11 de outubro de 2009, da Vila Setembrina, Bruno Lima Rocha
Na sexta-feira dia 02 de outubro, o país dos extremos viveu mais um contra senso. Diante de um mundo atônito, a capital da Dinamarca fora palco do reinado brasileiro na diplomacia de tipo corações e mentes globalizadas. Detalhe, lá os chefes de Estado não estavam a passear em Cristiânia, terra encantada erguida por hippies e derivados em homenagem ao escritor Hans Christian Andersen (1805-1875). Era para valer mesmo. A ex-colônia de Portugal derrotara na disputa para cidade-sede das Olimpíadas de 2016 a Espanha com a capital castelhana de Madrid, ao Japão e sua imperial Tóquio e até a cidade de Chicago, berço adotivo do presidente do Império. Ainda assim, o Rio de Janeiro dos mais de 2 milhões de favelados vivendo sob a disputa do Estado, do Estado paralelo sob a alcunha de milícia (para desgraça da esquerda que cunhara esse conceito contra o militarismo) do semi-Estado das redes de quadrilhas que a mídia de sempre insiste em chamar de crime “organizado”. Pois é, a antiga capital do Reino Unido de Brasil, Portugal e Algarve quem vai sediar a festa dos deuses do Olimpo recriada para o mundo industrial do século XIX.

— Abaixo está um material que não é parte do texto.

//! In-memory backend used by the unit tests

use crate::api::BankApi;
use crate::error::ApiError;
use crate::models::{
    AmountRequest, BankAccount, Credentials, NewAccount, NewUser, Transaction, TransferRequest,
    User, UserUpdate,
};
use rust_decimal::Decimal;
use std::collections::HashMap;
use std::sync::{Arc, Mutex};
use tokio::sync::Notify;

pub fn account(number: &str, account_type: &str, balance: i64) -> BankAccount {
    BankAccount {
        account_number: number.to_string(),
        account_type: account_type.to_string(),
        balance: Decimal::from(balance),
        email: None,
    }
}

pub fn user(user_id: i64, email: &str, bank_accounts: Vec<BankAccount>) -> User {
    User {
        user_id,
        name: format!("user {}", user_id),
        email: email.to_string(),
        phone: "555-0100".to_string(),
        is_admin: false,
        bank_accounts,
    }
}

#[derive(Default)]
struct FakeState {
    users: Vec<User>,
    transactions: HashMap<String, Vec<Transaction>>,
    next_account: u32,
    /// call prefix -> error returned by the next matching call
    failures: Vec<(String, ApiError)>,
    calls: Vec<String>,
}

/// A backend that keeps balances in memory and records every call
#[derive(Default)]
pub struct FakeBankApi {
    state: Mutex<FakeState>,
    /// When set, login waits for a notification before answering
    login_gate: Option<Arc<Notify>>,
    /// Same for the user list
    users_gate: Option<Arc<Notify>>,
}

impl FakeBankApi {
    pub fn with_users(users: Vec<User>) -> Self {
        let api = Self::default();
        api.state.lock().unwrap().users = users;
        api
    }

    pub fn with_transactions(self, account_number: &str, transactions: Vec<Transaction>) -> Self {
        self.state
            .lock()
            .unwrap()
            .transactions
            .insert(account_number.to_string(), transactions);
        self
    }

    pub fn with_login_gate(mut self, gate: Arc<Notify>) -> Self {
        self.login_gate = Some(gate);
        self
    }

    pub fn with_users_gate(mut self, gate: Arc<Notify>) -> Self {
        self.users_gate = Some(gate);
        self
    }

    /// Make the next call fail with `error`
    pub fn fail_next(&self, error: ApiError) {
        self.fail_call("", error);
    }

    /// Make the next call whose description starts with `prefix` fail
    pub fn fail_call(&self, prefix: &str, error: ApiError) {
        self.state
            .lock()
            .unwrap()
            .failures
            .push((prefix.to_string(), error));
    }

    pub fn calls(&self) -> Vec<String> {
        self.state.lock().unwrap().calls.clone()
    }

    pub fn calls_to(&self, prefix: &str) -> usize {
        self.calls().iter().filter(|c| c.starts_with(prefix)).count()
    }

    fn begin(&self, call: String) -> Result<std::sync::MutexGuard<'_, FakeState>, ApiError> {
        let mut state = self.state.lock().unwrap();
        let failure = state
            .failures
            .iter()
            .position(|(prefix, _)| call.starts_with(prefix.as_str()));
        state.calls.push(call);
        match failure {
            Some(position) => Err(state.failures.remove(position).1),
            None => Ok(state),
        }
    }
}

fn not_found(what: &str) -> ApiError {
    ApiError::Status {
        status: 404,
        body: format!("{} not found", what),
    }
}

fn find_account<'a>(state: &'a mut FakeState, number: &str) -> Option<&'a mut BankAccount> {
    state
        .users
        .iter_mut()
        .flat_map(|user| user.bank_accounts.iter_mut())
        .find(|account| account.account_number == number)
}

#[async_trait::async_trait]
impl BankApi for FakeBankApi {
    async fn login(&self, credentials: &Credentials) -> Result<(), ApiError> {
        if let Some(gate) = &self.login_gate {
            gate.notified().await;
        }
        self.begin(format!("login {}", credentials.email))?;
        Ok(())
    }

    async fn list_users(&self) -> Result<Vec<User>, ApiError> {
        if let Some(gate) = &self.users_gate {
            gate.notified().await;
        }
        let state = self.begin("list_users".to_string())?;
        Ok(state.users.clone())
    }

    async fn register_user(&self, new_user: &NewUser) -> Result<User, ApiError> {
        let mut state = self.begin(format!("register_user {}", new_user.email))?;
        let created = User {
            user_id: state.users.len() as i64 + 1,
            name: new_user.name.clone(),
            email: new_user.email.clone(),
            phone: new_user.phone.clone(),
            is_admin: new_user.is_admin,
            bank_accounts: Vec::new(),
        };
        state.users.push(created.clone());
        Ok(created)
    }

    async fn update_user(&self, user_id: i64, update: &UserUpdate) -> Result<User, ApiError> {
        let mut state = self.begin(format!("update_user {}", user_id))?;
        let user = state
            .users
            .iter_mut()
            .find(|user| user.user_id == user_id)
            .ok_or_else(|| not_found("User"))?;
        user.name = update.name.clone();
        user.email = update.email.clone();
        user.phone = update.phone.clone();
        user.is_admin = update.is_admin;
        // The backend answers with the profile only
        Ok(User {
            bank_accounts: Vec::new(),
            ..user.clone()
        })
    }

    async fn create_account(&self, new_account: &NewAccount) -> Result<BankAccount, ApiError> {
        let mut state = self.begin(format!("create_account {}", new_account.email))?;
        state.next_account += 1;
        let created = account(
            &format!("AC{}", state.next_account),
            &new_account.account_type,
            0,
        );
        if let Some(owner) = state
            .users
            .iter_mut()
            .find(|user| user.email == new_account.email)
        {
            owner.bank_accounts.push(created.clone());
        }
        Ok(created)
    }

    async fn get_account(&self, account_number: &str) -> Result<BankAccount, ApiError> {
        let mut state = self.begin(format!("get_account {}", account_number))?;
        find_account(&mut state, account_number)
            .map(|account| account.clone())
            .ok_or_else(|| not_found("Account"))
    }

    async fn deposit(
        &self,
        account_number: &str,
        request: &AmountRequest,
    ) -> Result<BankAccount, ApiError> {
        let mut state = self.begin(format!("deposit {}", account_number))?;
        let account = find_account(&mut state, account_number).ok_or_else(|| not_found("Account"))?;
        account.balance += request.amount;
        Ok(account.clone())
    }

    async fn withdraw(
        &self,
        account_number: &str,
        request: &AmountRequest,
    ) -> Result<BankAccount, ApiError> {
        let mut state = self.begin(format!("withdraw {}", account_number))?;
        let account = find_account(&mut state, account_number).ok_or_else(|| not_found("Account"))?;
        if account.balance < request.amount {
            return Err(ApiError::Status {
                status: 400,
                body: "Insufficient funds".to_string(),
            });
        }
        account.balance -= request.amount;
        Ok(account.clone())
    }

    async fn transfer(
        &self,
        account_number: &str,
        request: &TransferRequest,
    ) -> Result<BankAccount, ApiError> {
        let mut state = self.begin(format!("transfer {}", account_number))?;
        if find_account(&mut state, &request.to_account_number).is_none() {
            return Err(ApiError::Status {
                status: 400,
                body: "Destination account does not exist".to_string(),
            });
        }
        let source = find_account(&mut state, account_number).ok_or_else(|| not_found("Account"))?;
        if source.balance < request.amount {
            return Err(ApiError::Status {
                status: 400,
                body: "Insufficient funds".to_string(),
            });
        }
        source.balance -= request.amount;
        let snapshot = source.clone();
        if let Some(destination) = find_account(&mut state, &request.to_account_number) {
            destination.balance += request.amount;
        }
        Ok(snapshot)
    }

    async fn delete_account(&self, account_number: &str) -> Result<(), ApiError> {
        let mut state = self.begin(format!("delete_account {}", account_number))?;
        find_account(&mut state, account_number).ok_or_else(|| not_found("Account"))?;
        for user in state.users.iter_mut() {
            user.bank_accounts
                .retain(|account| account.account_number != account_number);
        }
        Ok(())
    }

    async fn account_transactions(
        &self,
        account_number: &str,
    ) -> Result<Vec<Transaction>, ApiError> {
        let state = self.begin(format!("account_transactions {}", account_number))?;
        Ok(state
            .transactions
            .get(account_number)
            .cloned()
            .unwrap_or_default())
    }
}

Recados midiáticos das mega-construtoras
Logo nas horas posteriores à vitória no Comitê Olímpico Internacional (COI), a mesma mídia de sempre começara, através de seus telejornais semelhantes, a bater na tecla da flexibilização de leis e proteções do meio ambiente. É óbvio. Se a realização dos Jogos implica em celeridade, por tanto, “a lei, ora a lei”. Diante da barbárie orçamentária de lesa humanidade dos Jogos Panamericanos na mesma cidade, estamos diante de uma situação onde tudo pode vir a ocorrer. O orçamento do Pan já foi algo de absurdo, quando estourou todos os limites de previsibilidade elevando gastos acima do que fora previsto. Porque será que nas Olimpíadas será distinto? Por passe de mágica? Sob comentários de especialistas em economia que fingem nada saber do país de Celso Furtado, chamam a atenção do “custo Brasil” e dos entraves da legislação dos “eco chatos”. Se um leitor mais atento supuser de que se trata de um conjunto de chavões assimiláveis, acerta no alvo. Quem imagina que os conceitos na forma de tele mensagem facilmente reproduzível, também acerta! Assim, através do absurdo de propor a ilegalidade em prol da acumulação de capital particular financiado de forma escancarada pelo Estado, recebemos a primeira mensagem dos agentes econômico-midiáticos e das cabras balindo a reprodução ideológica do sistema de dominação. “Ô abre alas porque as incorporadas e empreiteiras querem passar a patrola!” E querem mesmo.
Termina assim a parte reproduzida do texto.